Many of the estate's tall buildings are accessible using lifts leading directly onto the street, with a local lift serving all floors and an express lift serving only floors that are multiples of 3.

The estate is also notable for its early and rare example of district heating in the UK, the Pimlico District Heating Undertaking. A glass-faced accumulator tower was built to collect the CHP by-product heat in hot water from the now-disused Battersea Power Station on the opposite side of the Thames, providing heat and hot water throughout the estate. The system was upgraded in 2006 to allow it to supply an additional 1,400 homes.

Churchill Gardens was designated a conservation area in 1990, and in 1998 six blocks (Chaucer House, Coleridge House, Shelley House, Keats House, Gilbert House and Sullivan House) as well as the accumulator tower were Grade II listed.

Between 2002 and 2019, the estate was managed by CityWest Homes, an arm's length management organisation (ALMO) of Westminster City Council.
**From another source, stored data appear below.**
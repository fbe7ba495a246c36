use std::fmt::Debug;
use std::io::BufRead;
use std::slice::Iter;
use std::str::FromStr;

use byteorder::{NativeEndian, WriteBytesExt};
use log::trace;

use super::ply_grammar::grammar;
use super::{bind_element, check_fixed_len, Parser, Pass, PropScan};
use crate::errors::{PlyError, PlyResult};
use crate::ply::{Header, KeyMap, ScalarType, SharedCursor};
use crate::util::LocationTracker;

/// # Ascii
impl Parser {
    pub(crate) fn scan_ascii_payload<T: BufRead>(
        &self,
        reader: &mut T,
        location: &mut LocationTracker,
        header: &Header,
        requests: &KeyMap<SharedCursor>,
        pass: Pass,
    ) -> PlyResult<()> {
        let mut line_str = String::new();
        for (element_name, element) in &header.elements {
            let bindings = bind_element(element_name, element, requests);
            trace!("scanning element '{}', {} instance(s)", element_name, element.count);
            for _ in 0..element.count {
                line_str.clear();
                if reader.read_line(&mut line_str)? == 0 {
                    return Err(PlyError::Payload(format!(
                        "Unexpected end of payload in element '{}'.",
                        element_name
                    )));
                }
                let tokens = match grammar::data_line(&line_str) {
                    Ok(t) => t,
                    Err(e) => {
                        return Err(PlyError::Payload(format!(
                            "Line {}: couldn't tokenize payload line.\n\tString: '{}'\n\tError: {}",
                            location.line_index, line_str, e
                        )))
                    }
                };
                let mut token_it = tokens.iter();
                for b in &bindings {
                    match b.length_type {
                        None => self.scan_ascii_scalar(&mut token_it, b, pass)?,
                        Some(lt) => self.scan_ascii_list(&mut token_it, b, lt, pass)?,
                    }
                }
                location.next_line();
            }
        }
        Ok(())
    }

    fn scan_ascii_scalar(
        &self,
        token_it: &mut Iter<String>,
        b: &PropScan,
        pass: Pass,
    ) -> PlyResult<()> {
        let s = next_token(token_it, b.data_type)?;
        match (&b.cursor, pass) {
            (Some(cursor), Pass::Sizing) => {
                cursor.borrow_mut().size_bytes += b.data_type.stride();
                Ok(())
            }
            (Some(cursor), Pass::Copy { .. }) => {
                let mut c = cursor.borrow_mut();
                parse_scalar_into(s, b.data_type, &mut c.buffer)?;
                c.offset += b.data_type.stride();
                Ok(())
            }
            // token is already consumed, nothing left to do
            (None, _) => Ok(()),
        }
    }

    fn scan_ascii_list(
        &self,
        token_it: &mut Iter<String>,
        b: &PropScan,
        length_type: ScalarType,
        pass: Pass,
    ) -> PlyResult<()> {
        if !length_type.is_integer() {
            return Err(PlyError::Payload(format!(
                "List length prefix must be an integer type, got '{}'.",
                length_type
            )));
        }
        let s = next_token(token_it, length_type)?;
        let len = parse_list_length(s)?;
        let stride = b.data_type.stride();
        match (&b.cursor, pass) {
            (Some(cursor), Pass::Sizing) => {
                {
                    let mut c = cursor.borrow_mut();
                    check_fixed_len(&c, len)?;
                    c.size_bytes += len * stride;
                    c.list_counts.push(len);
                }
                self.consume_tokens(token_it, len)
            }
            (Some(cursor), Pass::Copy { record_lengths }) => {
                let mut c = cursor.borrow_mut();
                check_fixed_len(&c, len)?;
                if record_lengths {
                    c.list_counts.push(len);
                }
                for _ in 0..len {
                    let s = next_token(token_it, b.data_type)?;
                    parse_scalar_into(s, b.data_type, &mut c.buffer)?;
                }
                c.offset += len * stride;
                Ok(())
            }
            (None, _) => self.consume_tokens(token_it, len),
        }
    }

    fn consume_tokens(&self, token_it: &mut Iter<String>, n: usize) -> PlyResult<()> {
        for i in 0..n {
            if token_it.next().is_none() {
                return Err(PlyError::Payload(format!(
                    "Couldn't find a list element at index {}.",
                    i
                )));
            }
        }
        Ok(())
    }
}

fn next_token<'a>(token_it: &mut Iter<'a, String>, expected: ScalarType) -> PlyResult<&'a String> {
    token_it.next().ok_or_else(|| {
        PlyError::Payload(format!(
            "Expected a value of type '{}', but the line ran out of tokens.",
            expected
        ))
    })
}

fn parse<D: FromStr>(s: &str) -> PlyResult<D>
where
    <D as FromStr>::Err: Debug,
{
    s.parse().map_err(|e| {
        PlyError::Payload(format!("Parse error.\n\tValue: '{}'\n\tError: {:?}", s, e))
    })
}

fn parse_list_length(s: &str) -> PlyResult<usize> {
    let len: i64 = parse(s)?;
    if len < 0 {
        return Err(PlyError::Payload(format!("Negative list length '{}'.", len)));
    }
    Ok(len as usize)
}

/// Decodes one ascii token into the destination buffer.
///
/// The 8-bit types are parsed as 32-bit and narrowed; text never holds a
/// raw character, so the usual char-vs-number reading ambiguity does not
/// apply here.
fn parse_scalar_into(s: &str, t: ScalarType, out: &mut Vec<u8>) -> PlyResult<()> {
    match t {
        ScalarType::Char => out.write_i8(parse::<i32>(s)? as i8)?,
        ScalarType::UChar => out.write_u8(parse::<i32>(s)? as u8)?,
        ScalarType::Short => out.write_i16::<NativeEndian>(parse(s)?)?,
        ScalarType::UShort => out.write_u16::<NativeEndian>(parse(s)?)?,
        ScalarType::Int => out.write_i32::<NativeEndian>(parse(s)?)?,
        ScalarType::UInt => out.write_u32::<NativeEndian>(parse(s)?)?,
        ScalarType::Float => out.write_f32::<NativeEndian>(parse(s)?)?,
        ScalarType::Double => out.write_f64::<NativeEndian>(parse(s)?)?,
        ScalarType::Invalid => {
            return Err(PlyError::Payload(
                "Property with invalid scalar type.".to_string(),
            ))
        }
    }
    Ok(())
}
After the fire at Grenfell Tower in North Kensington killed 72 people, management was brought directly under Westminster City Council.

Churchill Gardens formed the bulk of Churchill ward within the area under local administrative control by Westminster Council until the 2022 election, when the estate became part of Pimlico South ward.

The landscape of the Churchill Gardens estate is Grade II listed on the Register of Historic Parks and Gardens. Several buildings within the estate listed Grade II on the National Heritage List for England. Coleridge House, Chaucer House, Shelley House, Keats House, Gilbert House and Sullivan House are all individually listed Grade II. A pair of shelters outside the Chaucer House are listed Grade II. The accumulator tower and district heating workshop is also Grade II listed.